In 1999, for instance, Belnick pushed for full disclosure when the Securities and Exchange Commission launched a probe of his company’s acquisitions accounting. Later, when the federal Consumer Product Safety Commission approved a recall of faulty Tyco sprinkler parts, Belnick backed it. But his advice didn’t sit well with the top brass, and he was kept at the margins of decision-making. At one point, Belnick said, CEO Dennis Kozlowski even asked him whether he worked for Tyco or for the government.

Cooperman taught the Stanford class with Joseph A. Grundfest, the sponsoring law school professor and a former SEC commissioner, and Anastasia Kelly, a partner in the Washington, D.C., office of DLA Piper and former general counsel to AIG, Sears Roebuck, and Fannie Mae.
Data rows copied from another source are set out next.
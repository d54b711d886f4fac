//! Job repository implementation.

use async_trait::async_trait;
use chrono::{DateTime, Utc};
use serde_json::Value as JsonValue;
use sqlx::{PgExecutor, Pool, Postgres, Row};
use tracing::{debug, warn};
use uuid::Uuid;

use bugscope_core::{
    new_v7, settle_unapplied, Error, Job, JobRepository, JobStatus, JobType, LifecycleState,
    QueueStats, Result, Transition,
};

const JOB_COLUMNS: &str =
    "id, job_type, payload, status, error, created_at, updated_at, started_at";

/// PostgreSQL implementation of JobRepository.
#[derive(Clone)]
pub struct PgJobRepository {
    pool: Pool<Postgres>,
}

impl PgJobRepository {
    /// Create a new PgJobRepository with the given connection pool.
    pub fn new(pool: Pool<Postgres>) -> Self {
        Self { pool }
    }

    /// Parse a job row into a Job struct.
    fn parse_job_row(row: sqlx::postgres::PgRow) -> Result<Job> {
        let job_type: String = row.try_get("job_type")?;
        let status: String = row.try_get("status")?;
        Ok(Job {
            id: row.try_get("id")?,
            job_type: job_type.parse().map_err(Error::Internal)?,
            payload: row.try_get("payload")?,
            status: status.parse().map_err(Error::Internal)?,
            error: row.try_get("error")?,
            created_at: row.try_get("created_at")?,
            updated_at: row.try_get("updated_at")?,
            started_at: row.try_get("started_at")?,
        })
    }

    /// Apply `target` if the job is in one of its allowed sources and still
    /// carries the claim `job` was handed out with.
    async fn transition(
        &self,
        job: &Job,
        target: JobStatus,
        error: Option<&str>,
    ) -> Result<Transition<JobStatus>> {
        let job_id = job.id;
        let allowed: Vec<String> = target
            .allowed_sources()
            .iter()
            .map(|s| s.as_str().to_string())
            .collect();

        let updated = sqlx::query(
            "UPDATE job
             SET status = $1, error = COALESCE($2, error), updated_at = $3
             WHERE id = $4 AND status = ANY($5) AND started_at IS NOT DISTINCT FROM $6",
        )
        .bind(target.as_str())
        .bind(error)
        .bind(Utc::now())
        .bind(job_id)
        .bind(&allowed)
        .bind(job.started_at)
        .execute(&self.pool)
        .await
        .map_err(Error::Database)?;

        if updated.rows_affected() == 1 {
            return Ok(Transition::Applied);
        }

        let current: Option<String> = sqlx::query_scalar("SELECT status FROM job WHERE id = $1")
            .bind(job_id)
            .fetch_optional(&self.pool)
            .await
            .map_err(Error::Database)?;

        let current: JobStatus = current
            .ok_or_else(|| Error::NotFound(format!("Job {} not found", job_id)))?
            .parse()
            .map_err(Error::Internal)?;

        let outcome = settle_unapplied(current, target);
        if let Transition::Rejected { current } = outcome {
            warn!(
                subsystem = "database",
                component = "jobs",
                op = "transition",
                job_id = %job_id,
                from = %current,
                to = %target,
                "Rejected job status transition"
            );
        }
        Ok(outcome)
    }
}

/// Insert a queued job using any Postgres executor.
///
/// Shared by [`JobRepository::enqueue`] and bug submission, which must write
/// the job in the same transaction as its bug.
pub(crate) async fn insert_job<'e, E>(
    executor: E,
    job_type: JobType,
    payload: &JsonValue,
) -> Result<Uuid>
where
    E: PgExecutor<'e>,
{
    let job_id = new_v7();
    let now = Utc::now();

    sqlx::query(
        "INSERT INTO job (id, job_type, payload, status, created_at, updated_at)
         VALUES ($1, $2, $3, 'queued', $4, $4)",
    )
    .bind(job_id)
    .bind(job_type.as_str())
    .bind(payload)
    .bind(now)
    .execute(executor)
    .await
    .map_err(Error::Database)?;

    Ok(job_id)
}

#[async_trait]
impl JobRepository for PgJobRepository {
    async fn enqueue(&self, job_type: JobType, payload: JsonValue) -> Result<Uuid> {
        let job_id = insert_job(&self.pool, job_type, &payload).await?;
        debug!(
            subsystem = "database",
            component = "jobs",
            op = "enqueue",
            job_id = %job_id,
            job_type = %job_type,
            "Job queued"
        );
        Ok(job_id)
    }

    async fn claim_next(&self, job_type: JobType) -> Result<Option<Job>> {
        let now = Utc::now();

        // FOR UPDATE SKIP LOCKED: concurrent claimers never block on or share a row.
        // The outer status check keeps the update conditional even under READ COMMITTED.
        let row = sqlx::query(&format!(
            "UPDATE job
             SET status = 'processing', started_at = $1, updated_at = $1
             WHERE id = (
                 SELECT id FROM job
                 WHERE status = 'queued' AND job_type = $2
                 ORDER BY created_at ASC, id ASC
                 LIMIT 1
                 FOR UPDATE SKIP LOCKED
             )
             AND status = 'queued'
             RETURNING {}",
            JOB_COLUMNS
        ))
        .bind(now)
        .bind(job_type.as_str())
        .fetch_optional(&self.pool)
        .await
        .map_err(Error::Database)?;

        row.map(Self::parse_job_row).transpose()
    }

    async fn complete(&self, job: &Job) -> Result<Transition<JobStatus>> {
        self.transition(job, JobStatus::Done, None).await
    }

    async fn fail(&self, job: &Job, error: &str) -> Result<Transition<JobStatus>> {
        self.transition(job, JobStatus::Error, Some(error)).await
    }

    async fn get(&self, job_id: Uuid) -> Result<Option<Job>> {
        let row = sqlx::query(&format!("SELECT {} FROM job WHERE id = $1", JOB_COLUMNS))
            .bind(job_id)
            .fetch_optional(&self.pool)
            .await
            .map_err(Error::Database)?;

        row.map(Self::parse_job_row).transpose()
    }

    async fn pending_count(&self) -> Result<i64> {
        let count: i64 = sqlx::query_scalar("SELECT COUNT(*) FROM job WHERE status = 'queued'")
            .fetch_one(&self.pool)
            .await
            .map_err(Error::Database)?;
        Ok(count)
    }

    async fn queue_stats(&self) -> Result<QueueStats> {
        let row = sqlx::query(
            "SELECT
                COUNT(*) FILTER (WHERE status = 'queued') as queued,
                COUNT(*) FILTER (WHERE status = 'processing') as processing,
                COUNT(*) FILTER (WHERE status = 'done') as done,
                COUNT(*) FILTER (WHERE status = 'error') as error,
                COUNT(*) as total
             FROM job",
        )
        .fetch_one(&self.pool)
        .await
        .map_err(Error::Database)?;

        Ok(QueueStats {
            queued: row.try_get("queued")?,
            processing: row.try_get("processing")?,
            done: row.try_get("done")?,
            error: row.try_get("error")?,
            total: row.try_get("total")?,
        })
    }

    async fn list_recent(&self, limit: i64) -> Result<Vec<Job>> {
        let rows = sqlx::query(&format!(
            "SELECT {} FROM job ORDER BY created_at DESC, id DESC LIMIT $1",
            JOB_COLUMNS
        ))
        .bind(limit)
        .fetch_all(&self.pool)
        .await
        .map_err(Error::Database)?;

        rows.into_iter().map(Self::parse_job_row).collect()
    }

    async fn requeue_stale(&self, claimed_before: DateTime<Utc>) -> Result<u64> {
        let result = sqlx::query(
            "UPDATE job
             SET status = 'queued', started_at = NULL, updated_at = $1
             WHERE status = 'processing' AND started_at < $2",
        )
        .bind(Utc::now())
        .bind(claimed_before)
        .execute(&self.pool)
        .await
        .map_err(Error::Database)?;

        Ok(result.rows_affected())
    }
}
Other guest lecturers last spring included Leslie R. Caldwell, a partner at the New York office of Morgan, Lewis & Bockius and a former federal prosecutor; Mark Chandler, general counsel of Cisco Systems; and Thomas M. McCoy, the retired general counsel at AMD.

Seeing the law and business students work together on projects delighted Cooperman. “Over the course of the term, the students discovered their differing approaches to problem solving and learned to value each other’s perspectives,” he says. “What could be better preparation for an in-house career?”

In California, some institutions offer dual JD-MBA degrees to prepare attorneys for various corporate practice areas. But those students take separate courses at the business and law schools to get the degree. The significance of the Stanford program, Grundfest says, is that it recognizes that the skills required by a general counsel are substantially different from those required of a litigator or a transactional lawyer.

A legal department’s very structure and management, the students were warned, can have unforeseen consequences. In the Enron case, the in-house lawyers were dispersed to separate business units throughout the company, reporting to unit managers rather than to the general counsel. That setup, according to Cooperman, encouraged “going native”: ignoring compliance issues for the sake of meeting unit goals.

Even so, it’s never too early for aspiring GCs to become familiar with the rigors of the work. Cooperman has streamlined his course for the 2012 winter quarter: Readings will be pared down and prioritized; there will be fewer guest speakers but more interaction with the coteachers, including DLA Piper’s Kelly once again and Larry Kramer, the law school dean, in place of Grundfest, who is on sabbatical. Because of “complicated logistics,” Cooperman says, the course isn’t open to nonstudents, such as practicing attorneys considering a career change. But he hopes to teach the course at other law schools.